A 16-year-old boy with primary intestinal lymphangiectasia presented with peripheral edema of 6 weeks duration. Laboratory and radiological studies included absolute lymphopenia, hypoalbuminemia, steatorrhea, abnormal stool 51Cr-albumin value, edema of small intestinal folds, dilated mesenteric lymphatics, as well as bilateral filling defects in external and common iliac lymph nodes. Abdominal CT scan revealed a possible periaortic mass. Small intestinal biopsies demonstrated normal villous architecture with dilated lacteals, and electron microscopy revealed enterocytes with normal as well as blunted microville, enlarged, dilated lacteals and intercellular vacuoles. An exploratory laparatomy was performed and revealed no masses but dilated serosal lymphatic vessels. Medical treatment, including marked restriction of long chain triglyceride intake, resulted in loss of peripheral edema, weight stabilization, and normal activity.

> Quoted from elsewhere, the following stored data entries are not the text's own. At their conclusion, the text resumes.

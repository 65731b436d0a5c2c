mod config;
pub use config::*;

mod error;
pub use error::*;

mod stream_renderer;

mod realtime_sampler;
pub use realtime_sampler::*;

mod display_ticker;
pub use display_ticker::*;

一名患有原发性肠淋巴管扩张症的16岁男孩出现了持续6周的外周水肿。实验室和影像学检查包括绝对淋巴细胞减少、低白蛋白血症、脂肪泻、粪便51铬白蛋白值异常、小肠皱襞水肿、肠系膜淋巴管扩张,以及双侧髂外和髂总淋巴结充盈缺损。腹部CT扫描显示主动脉周围可能有肿块。小肠活检显示绒毛结构正常但乳糜管扩张,电子显微镜检查显示肠上皮细胞微绒毛正常以及变钝,乳糜管增大、扩张,细胞间有液泡。进行了剖腹探查术,未发现肿块,但发现浆膜淋巴管扩张。包括严格限制长链甘油三酯摄入在内的医学治疗导致外周水肿消退、体重稳定且活动正常。